Marloes Coenen (born March 31, 1981) is a retired Dutch mixed martial artist. She competed professionally from 2000 to 2017 and is a former Strikeforce Women's Bantamweight Champion.

==Early life==
Coenen's brothers and grandfather were both involved in martial arts, with the latter having trained in jiu-jitsu, and this aided Coenen with her own transition into the sport.

She began training with Pierre Drachman and Martijn de Jong at Shooto Holland while only 14, who recalls that, "I really had respect for that, because it didn't matter if it rained or snowed. She still kept on coming." She started martial arts training because she had to bicycle alone through a lonely part of the forest to and from school, and she had heard rumors that there were "dirty men in the forest" who preyed on girls.

Along with her competitive career, Coenen is planning to study Communications Sciences in Amsterdam with a goal of future employment in that sector. She was appointed to the municipal advisory council Sportraad Amsterdam and is the city´s ambassador for martial arts.
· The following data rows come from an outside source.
impl Awaiting {
    fn name(&self) -> &'static str {
        match self {
            Awaiting::Roll { .. } => "roll",
            Awaiting::CardChoice { .. } => "card choice",
            Awaiting::Target { .. } => "target selection",
            Awaiting::ChaosResult { .. } => "chaos result",
            Awaiting::GameOver { .. } => "game over",
        }
    }
}

/// Where an in-flight card stands in its resolution.
#[derive(Clone, Copy, Debug, PartialEq, Eq, Serialize, Deserialize)]
pub enum ResolutionPhase {
    /// Waiting for the single target (or the Chaos opponent).
    AwaitingPrimaryTarget,
    /// Jury: waiting for the actor to pick who selects the victim.
    AwaitingSecondarySelector,
    /// Jury: waiting for the selector's victim pick.
    AwaitingSecondaryVictim { selector: PlayerId },
    /// Done; the card is about to be discarded.
    Resolved,
}

/// The card currently being resolved.
#[derive(Clone, Debug, Serialize, Deserialize)]
struct PendingCard {
    actor: PlayerId,
    kind: CardKind,
    choice: Option<CardChoice>,
    phase: ResolutionPhase,
}

/// A command arrived that the current phase cannot accept.
#[derive(Clone, Debug, PartialEq, Eq)]
pub enum CommandError {
    /// The engine is suspended on something else.
    WrongPhase {
        expected: &'static str,
        actual: &'static str,
    },
    /// Die rolls are 1..=6.
    InvalidRoll(u8),
    /// The picked player is not among the legal candidates.
    InvalidTarget(PlayerId),
    /// This selection step cannot be aborted.
    CancelUnavailable,
}
//! The Chaos duel: a distance-scaled 1v1 elimination minigame.

pub mod duel;

pub use duel::{
    ai_ball_throw, ai_can_throw, classify_throw, seat_distance, sweep_offset, DuelPerspective,
    DuelResult, DuelSetup, ThrowOutcome,
};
==Mixed martial arts career==
Coenen debuted in mixed martial arts in November 2000 and scored eight consecutive victories, winning the 2000 ReMix World Cup along the way. This was the first female MMA championship making her the first ever female MMA champion.
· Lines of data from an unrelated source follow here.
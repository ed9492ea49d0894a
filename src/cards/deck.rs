//! The card deck: draw pile, discard pile, reshuffle lifecycle.
//!
//! The deck is a fixed multiset of 22 cards partitioned between the two
//! piles. Cards are never created or destroyed after `standard()`; when
//! the draw pile runs dry the discard pile is reshuffled into it.

use serde::{Deserialize, Serialize};

use super::definition::CardKind;
use crate::core::GameRng;

/// How many of each kind go into a fresh deck.
pub const CARD_DISTRIBUTION: [(CardKind, usize); 4] = [
    (CardKind::JudgeJury, 6),
    (CardKind::SummonExile, 6),
    (CardKind::ResurrectReap, 6),
    (CardKind::Chaos, 4),
];

/// Total cards in a fresh deck.
pub const DECK_SIZE: usize = 22;

/// Draw and discard piles over the fixed card multiset.
#[derive(Clone, Debug, Serialize, Deserialize)]
pub struct Deck {
    /// Draw pile; the top of the pile is the end of the vec.
    draw_pile: Vec<CardKind>,
    discard_pile: Vec<CardKind>,
}

impl Deck {
    /// Build and shuffle a fresh deck from the standard distribution.
    #[must_use]
    pub fn standard(rng: &mut GameRng) -> Self {
        let mut deck = Self {
            draw_pile: Self::build_draw_pile(),
            discard_pile: Vec::new(),
        };
        rng.shuffle(&mut deck.draw_pile);
        deck
    }

    fn build_draw_pile() -> Vec<CardKind> {
        let mut pile = Vec::with_capacity(DECK_SIZE);
        for (kind, count) in CARD_DISTRIBUTION {
            pile.extend(std::iter::repeat(kind).take(count));
        }
        pile
    }

    /// Draw the top card, reshuffling the discard pile into the draw
    /// pile if it is empty. Returns `None` only when both piles are
    /// empty.
    pub fn draw(&mut self, rng: &mut GameRng) -> Option<CardKind> {
        if self.draw_pile.is_empty() {
            self.reshuffle_discard_pile(rng);
        }
        self.draw_pile.pop()
    }

    fn reshuffle_discard_pile(&mut self, rng: &mut GameRng) {
        if self.discard_pile.is_empty() {
            return;
        }

        log::debug!(
            "reshuffling {} discarded cards into the draw pile",
            self.discard_pile.len()
        );
        self.draw_pile.append(&mut self.discard_pile);
        rng.shuffle(&mut self.draw_pile);
    }

    /// Put a card on the discard pile.
    pub fn discard(&mut self, kind: CardKind) {
        self.discard_pile.push(kind);
    }

    /// Rebuild the full multiset from the distribution, reshuffle, and
    /// clear the discard pile.
    pub fn reset(&mut self, rng: &mut GameRng) {
        self.draw_pile = Self::build_draw_pile();
        self.discard_pile.clear();
        rng.shuffle(&mut self.draw_pile);
    }

    /// Cards left in the draw pile.
    #[must_use]
    pub fn remaining(&self) -> usize {
        self.draw_pile.len()
    }

    /// Cards across both piles.
    #[must_use]
    pub fn total(&self) -> usize {
        self.draw_pile.len() + self.discard_pile.len()
    }
}

#[cfg(test)]
mod tests {
    use super::*;

    fn counts(deck_cards: &[CardKind]) -> [usize; 4] {
        let mut counts = [0usize; 4];
        for kind in deck_cards {
            let slot = CardKind::all()
                .iter()
                .position(|k| k == kind)
                .unwrap();
            counts[slot] += 1;
        }
        counts
    }

    #[test]
    fn test_standard_deck_distribution() {
        let mut rng = GameRng::new(42);
        let deck = Deck::standard(&mut rng);

        assert_eq!(deck.remaining(), DECK_SIZE);
        assert_eq!(deck.total(), DECK_SIZE);
        assert_eq!(counts(&deck.draw_pile), [6, 6, 6, 4]);
    }

    #[test]
    fn test_draw_and_discard_conserve_cards() {
        let mut rng = GameRng::new(42);
        let mut deck = Deck::standard(&mut rng);

        for _ in 0..10 {
            let card = deck.draw(&mut rng).unwrap();
            deck.discard(card);
            assert_eq!(deck.total(), DECK_SIZE);
        }
    }

    #[test]
    fn test_reshuffle_on_empty_draw_pile() {
        let mut rng = GameRng::new(42);
        let mut deck = Deck::standard(&mut rng);

        // Exhaust the draw pile, discarding everything.
        for _ in 0..DECK_SIZE {
            let card = deck.draw(&mut rng).unwrap();
            deck.discard(card);
        }
        assert_eq!(deck.remaining(), 0);

        // Next draw reshuffles the discard pile back in.
        let card = deck.draw(&mut rng);
        assert!(card.is_some());
        assert_eq!(deck.total(), DECK_SIZE - 1);
    }

    #[test]
    fn test_exhausted_deck_returns_none() {
        let mut rng = GameRng::new(42);
        let mut deck = Deck::standard(&mut rng);

        // Draw everything without discarding: all cards "in flight".
        for _ in 0..DECK_SIZE {
            assert!(deck.draw(&mut rng).is_some());
        }

        assert!(deck.draw(&mut rng).is_none());
        assert_eq!(deck.total(), 0);
    }

    #[test]
    fn test_reset_rebuilds_full_deck() {
        let mut rng = GameRng::new(42);
        let mut deck = Deck::standard(&mut rng);

        for _ in 0..5 {
            let card = deck.draw(&mut rng).unwrap();
            deck.discard(card);
        }
        let _ = deck.draw(&mut rng);

        deck.reset(&mut rng);
        assert_eq!(deck.remaining(), DECK_SIZE);
        assert_eq!(deck.total(), DECK_SIZE);
        assert_eq!(counts(&deck.draw_pile), [6, 6, 6, 4]);
    }

    #[test]
    fn test_seeded_shuffle_is_reproducible() {
        let mut rng1 = GameRng::new(99);
        let mut rng2 = GameRng::new(99);

        let mut deck1 = Deck::standard(&mut rng1);
        let mut deck2 = Deck::standard(&mut rng2);

        for _ in 0..DECK_SIZE {
            assert_eq!(deck1.draw(&mut rng1), deck2.draw(&mut rng2));
        }
    }
}
//! The turn sequencer.
//!
//! Turn order is roster order filtered to alive players, recomputed from
//! the roster on every query rather than cached. Eliminations and
//! resurrections therefore take effect immediately: eliminated players
//! are skipped transparently, and a resurrected player re-enters the
//! rotation at their original roster slot. The index is reclamped to 0
//! whenever the alive list has shrunk underneath it.

use serde::{Deserialize, Serialize};

use crate::core::{PlayerId, Roster};

/// Tracks whose turn it is, per-player turn counts, and the Lightning
/// Round flag.
#[derive(Clone, Debug, Serialize, Deserialize)]
pub struct TurnSequencer {
    /// Index into the *alive* player list, not the full roster.
    current_index: usize,

    /// Full rotations completed.
    turn_number: u32,

    /// Turns taken per roster slot.
    turns_taken: Vec<u32>,

    /// Once true, stays true: new entrants cannot deactivate it.
    lightning_round: bool,

    /// Activation threshold for the Lightning Round.
    threshold: u32,
}

impl TurnSequencer {
    /// Create a sequencer for a roster of `player_count` players.
    #[must_use]
    pub fn new(player_count: usize, lightning_round_after_turns: u32) -> Self {
        Self {
            current_index: 0,
            turn_number: 0,
            turns_taken: vec![0; player_count],
            lightning_round: false,
            threshold: lightning_round_after_turns,
        }
    }

    /// The player whose turn it is. `None` only when nobody is alive.
    ///
    /// Reclamps a drifted index (the alive list shrank since the last
    /// query) to 0 rather than failing.
    pub fn current_player(&mut self, roster: &Roster) -> Option<PlayerId> {
        let alive = roster.alive_ids();
        if alive.is_empty() {
            return None;
        }

        if self.current_index >= alive.len() {
            self.current_index = 0;
        }

        Some(alive[self.current_index])
    }

    /// Move to the next alive player, incrementing the turn number on
    /// wrap-around.
    pub fn advance(&mut self, roster: &Roster) -> Option<PlayerId> {
        let alive = roster.alive_ids();
        if alive.is_empty() {
            return None;
        }

        self.current_index += 1;
        if self.current_index >= alive.len() {
            self.current_index = 0;
            self.turn_number += 1;
        }

        self.current_player(roster)
    }

    /// Record that a player completed a turn, then check Lightning Round
    /// activation. Returns `true` if the Lightning Round activated on
    /// this exact call.
    ///
    /// Activation happens once, the moment the minimum turn count across
    /// all currently-alive players reaches the threshold; it never
    /// deactivates afterwards.
    pub fn record_turn_taken(&mut self, roster: &Roster, id: PlayerId) -> bool {
        self.turns_taken[id.index()] += 1;

        if self.lightning_round {
            return false;
        }

        let threshold = self.threshold;
        let everyone_ready = roster
            .alive_ids()
            .iter()
            .all(|p| self.turns_taken[p.index()] >= threshold);

        if everyone_ready {
            self.lightning_round = true;
            log::info!("Lightning Round activated on turn {}", self.turn_number);
        }
        self.lightning_round
    }

    /// Whether the Lightning Round is active.
    #[must_use]
    pub fn is_lightning_round(&self) -> bool {
        self.lightning_round
    }

    /// Turns taken by one player.
    #[must_use]
    pub fn turns_taken(&self, id: PlayerId) -> u32 {
        self.turns_taken[id.index()]
    }

    /// Full rotations completed.
    #[must_use]
    pub fn turn_number(&self) -> u32 {
        self.turn_number
    }

    /// The game ends when at most one player remains alive, or an alive
    /// player stands at or past the Door.
    #[must_use]
    pub fn is_game_over(&self, roster: &Roster) -> bool {
        let alive = roster.alive_ids();
        if alive.len() <= 1 {
            return true;
        }

        alive
            .iter()
            .any(|&id| roster.player(id).position >= roster.board_squares())
    }

    /// The winner, if the game is over: a Door occupant takes priority
    /// over the last player standing.
    #[must_use]
    pub fn winner(&self, roster: &Roster) -> Option<PlayerId> {
        let alive = roster.alive_ids();

        let door_winner = alive
            .iter()
            .copied()
            .find(|&id| roster.player(id).position >= roster.board_squares());
        if door_winner.is_some() {
            return door_winner;
        }

        if alive.len() == 1 {
            return Some(alive[0]);
        }

        None
    }
}
//! Card effect resolution.
//!
//! Every choice follows the same two-phase contract: invoked without a
//! target it returns `requires_input` plus the legal candidates; invoked
//! with one it applies the mutation and reports what changed. Jury adds
//! a third call for the victim. Intermediate calls are read-only; only
//! the final call of a resolution mutates the roster.
//!
//! Elimination is checked inline in every life-affecting arm (the roster
//! clamps lives at zero and flips the eliminated flag), never deferred.

use crate::cards::CardChoice;
use crate::core::{PlayerId, Roster};

use super::outcome::EffectOutcome;
use super::targeting::TargetRule;

/// Resolves card choices against the roster.
pub struct CardResolver;

impl CardResolver {
    /// Execute a card choice for `actor`.
    ///
    /// `primary` is the target (or, for Jury, the selector); `secondary`
    /// is Jury's victim. Omitted arguments produce selection prompts per
    /// the two-phase contract.
    pub fn apply(
        roster: &mut Roster,
        actor: PlayerId,
        choice: CardChoice,
        primary: Option<PlayerId>,
        secondary: Option<PlayerId>,
    ) -> EffectOutcome {
        match choice {
            CardChoice::Judge => Self::judge(roster, actor, primary),
            CardChoice::Jury => Self::jury(roster, actor, primary, secondary),
            CardChoice::Summon => Self::summon(roster, actor, primary),
            CardChoice::Exile => Self::exile(roster, actor, primary),
            CardChoice::Resurrect => Self::resurrect(roster, actor, primary),
            CardChoice::Reap => Self::reap(roster, actor, primary),
            // The duel is run by the caller; this is only the hand-off.
            CardChoice::Can | CardChoice::Ball => {
                EffectOutcome::duel_pending("Chaos mini-game initiated")
            }
        }
    }

    fn judge(roster: &mut Roster, actor: PlayerId, target: Option<PlayerId>) -> EffectOutcome {
        let Some(target) = target else {
            return EffectOutcome::needs_target(
                "Select a player to lose 1 life",
                TargetRule::AliveExcluding(actor).candidates(roster),
            );
        };

        if roster.player(target).is_eliminated {
            return EffectOutcome::failure("Invalid target");
        }

        roster.lose_life(target, 1);

        let actor_name = &roster.player(actor).name;
        let victim = roster.player(target);
        let message = if victim.is_eliminated {
            format!(
                "{actor_name} judged {0}! {0} lost their last life and is eliminated!",
                victim.name
            )
        } else {
            format!(
                "{actor_name} judged {0}! {0} lost 1 life ({1} remaining).",
                victim.name, victim.lives
            )
        };
        EffectOutcome::applied(message, [target])
    }

    fn jury(
        roster: &mut Roster,
        actor: PlayerId,
        selector: Option<PlayerId>,
        victim: Option<PlayerId>,
    ) -> EffectOutcome {
        // Phase one: the actor picks who will choose the victim.
        let Some(selector) = selector else {
            return EffectOutcome::needs_target(
                "Choose a selector (they will pick the victim)",
                TargetRule::AliveExcluding(actor).candidates(roster),
            );
        };

        if roster.player(selector).is_eliminated {
            return EffectOutcome::failure("Invalid selector");
        }

        // Phase two: the selector picks the victim. The actor is a
        // legal victim; only the selector is excluded.
        let Some(victim) = victim else {
            let selector_name = &roster.player(selector).name;
            return EffectOutcome::needs_secondary(
                format!("{selector_name} must choose a victim (they will lose 2 lives)"),
                selector,
                TargetRule::AliveExcluding(selector).candidates(roster),
            );
        };

        if roster.player(victim).is_eliminated {
            return EffectOutcome::failure("Invalid victim");
        }

        roster.lose_life(victim, 2);

        let actor_name = roster.player(actor).name.clone();
        let selector_name = roster.player(selector).name.clone();
        let target = roster.player(victim);
        let message = if target.is_eliminated {
            format!(
                "{actor_name} summoned the Jury! {selector_name} chose {0} who lost their last life and is eliminated!",
                target.name
            )
        } else {
            format!(
                "{actor_name} summoned the Jury! {selector_name} chose {0} who lost 2 lives ({1} remaining).",
                target.name, target.lives
            )
        };
        EffectOutcome::applied(message, [victim])
    }

    fn summon(roster: &mut Roster, actor: PlayerId, target: Option<PlayerId>) -> EffectOutcome {
        let Some(target) = target else {
            return EffectOutcome::needs_target(
                "Select a player to summon to your position",
                TargetRule::AliveExcluding(actor).candidates(roster),
            );
        };

        if roster.player(target).is_eliminated {
            return EffectOutcome::failure("Invalid target");
        }

        let destination = roster.player(actor).position;
        let old_position = roster.player(target).position;
        roster.move_to(target, destination);

        let actor_name = &roster.player(actor).name;
        let target_name = &roster.player(target).name;
        EffectOutcome::applied(
            format!(
                "{actor_name} summoned {target_name} from square {old_position} to {destination}!"
            ),
            [target],
        )
    }

    fn exile(roster: &mut Roster, actor: PlayerId, target: Option<PlayerId>) -> EffectOutcome {
        let Some(target) = target else {
            return EffectOutcome::needs_target(
                "Select a player to exile to Jail",
                TargetRule::AliveExcluding(actor).candidates(roster),
            );
        };

        if roster.player(target).is_eliminated {
            return EffectOutcome::failure("Invalid target");
        }

        roster.send_to_jail(target);

        let actor_name = &roster.player(actor).name;
        let victim = roster.player(target);
        let message = if victim.is_eliminated {
            format!(
                "{actor_name} exiled {0} to Jail! {0} lost their last life and is eliminated!",
                victim.name
            )
        } else {
            format!(
                "{actor_name} exiled {0} to Jail! Lost 1 life ({1} remaining) and will skip next turn.",
                victim.name, victim.lives
            )
        };
        EffectOutcome::applied(message, [target])
    }

    fn resurrect(roster: &mut Roster, actor: PlayerId, target: Option<PlayerId>) -> EffectOutcome {
        let dead = TargetRule::EliminatedExcluding(actor).candidates(roster);
        if dead.is_empty() {
            return EffectOutcome::failure("No dead players to resurrect");
        }

        let Some(target) = target else {
            return EffectOutcome::needs_target("Select a dead player to resurrect", dead);
        };

        if !roster.player(target).is_eliminated {
            return EffectOutcome::failure("Target is not dead");
        }

        roster.resurrect(target);

        let actor_name = &roster.player(actor).name;
        let target_name = &roster.player(target).name;
        EffectOutcome::applied(
            format!("{actor_name} resurrected {target_name}! They return with 1 life at the start."),
            [target],
        )
    }

    fn reap(roster: &mut Roster, actor: PlayerId, target: Option<PlayerId>) -> EffectOutcome {
        let Some(target) = target else {
            return EffectOutcome::needs_target(
                "Select a player to reap (instant death)",
                TargetRule::AliveExcluding(actor).candidates(roster),
            );
        };

        if roster.player(target).is_eliminated {
            return EffectOutcome::failure("Invalid target");
        }

        // Instant death: drain whatever lives remain.
        let lives = roster.player(target).lives;
        roster.lose_life(target, lives);

        let actor_name = &roster.player(actor).name;
        let target_name = &roster.player(target).name;
        EffectOutcome::applied(
            format!("{actor_name} reaped {target_name}! {target_name} is instantly eliminated!"),
            [target],
        )
    }
}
Prior to a 2004 fight with Erin Toughill, Coenen was alleged to have referred to Toughill as the "personification of arrogance." However, she later confirmed that no such statements were made, and has mostly positive things to say about Toughill.

She later advanced to the finals of the 2007 K-GRACE tournament, but lost to Roxanne Modafferi by split decision.
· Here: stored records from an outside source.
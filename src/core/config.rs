//! Game configuration.
//!
//! The rules constants live here rather than being scattered through the
//! engine: board geometry, life totals, the card-square cadence, the
//! Lightning Round threshold, and the Chaos duel scaling tables. Defaults
//! reproduce the standard game; tests shrink them to force edge cases.

use serde::{Deserialize, Serialize};

/// Fixed rules constants for a game of The Door.
#[derive(Clone, Debug, PartialEq, Serialize, Deserialize)]
pub struct GameConfig {
    /// Index of the last board square, the Door. Reaching it wins.
    pub board_squares: i8,

    /// Lives each player starts with; also the cap for any life gain.
    pub starting_lives: u8,

    /// Square a jailed player re-enters the board from.
    pub jail_square: i8,

    /// Every `n`-th square (above 0) draws a card on landing.
    pub card_square_interval: i8,

    /// Turns every alive player must have taken before the Lightning
    /// Round activates.
    pub lightning_round_after_turns: u32,

    /// Chaos duel scaling tables.
    pub chaos: ChaosConfig,
}

impl Default for GameConfig {
    fn default() -> Self {
        Self {
            board_squares: 20,
            starting_lives: 3,
            jail_square: 10,
            card_square_interval: 4,
            lightning_round_after_turns: 4,
            chaos: ChaosConfig::default(),
        }
    }
}

impl GameConfig {
    /// Whether landing on `position` draws a card.
    #[must_use]
    pub fn is_card_square(&self, position: i8) -> bool {
        position > 0 && position % self.card_square_interval == 0
    }
}

/// Distance-scaled tables for the Chaos duel.
///
/// Tables are indexed by duel distance 1..=4; index 0 is unused padding
/// so that `table[distance]` reads naturally.
#[derive(Clone, Debug, PartialEq, Serialize, Deserialize)]
pub struct ChaosConfig {
    /// Visual scale of the defender by distance.
    pub scale: [f32; 5],

    /// Projectile speed in px/s by distance.
    pub speed: [f32; 5],

    /// AI hit chance in percent by distance.
    pub ai_hit_chance: [u8; 5],

    /// The aim pointer sweeps between `±sweep_half_width` px of center.
    pub sweep_half_width: f32,

    /// Width of the can hit zone at distance 1, before scaling.
    pub can_hit_zone_base: f32,

    /// Width of the body hit zone at distance 1, before scaling.
    pub body_hit_zone_base: f32,
}

impl Default for ChaosConfig {
    fn default() -> Self {
        Self {
            scale: [1.0, 1.0, 0.75, 0.55, 0.4],
            speed: [150.0, 150.0, 225.0, 300.0, 375.0],
            ai_hit_chance: [55, 55, 43, 32, 20],
            sweep_half_width: 120.0,
            can_hit_zone_base: 50.0,
            body_hit_zone_base: 80.0,
        }
    }
}

impl ChaosConfig {
    /// Half-width of the can hit zone at `distance`.
    #[must_use]
    pub fn can_half_width(&self, distance: u8) -> f32 {
        self.can_hit_zone_base * self.scale[distance as usize] / 2.0
    }

    /// Half-width of the body hit zone at `distance`.
    #[must_use]
    pub fn body_half_width(&self, distance: u8) -> f32 {
        self.body_hit_zone_base * self.scale[distance as usize] / 2.0
    }
}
Coenen signed a contract with Elite XC shortly before the promotion folded in 2008, but did not receive a chance to compete before its closure.

===Strikeforce===
Following Strikeforce: Carano vs. Cyborg on August 15, 2009, it was announced that Coenen would likely be the first challenger for new Strikeforce Women's Featherweight Champion Cris Cyborg.

Coenen, who was in attendance at the post-fight press conference, later addressed the proposed fight with Cyborg and other potential fights under the Strikeforce banner.

However, Cyborg suffered an injury and Coenen was then set to compete in a rematch with Toughill at Strikeforce: Fedor vs. Rogers to determine the first title challenger.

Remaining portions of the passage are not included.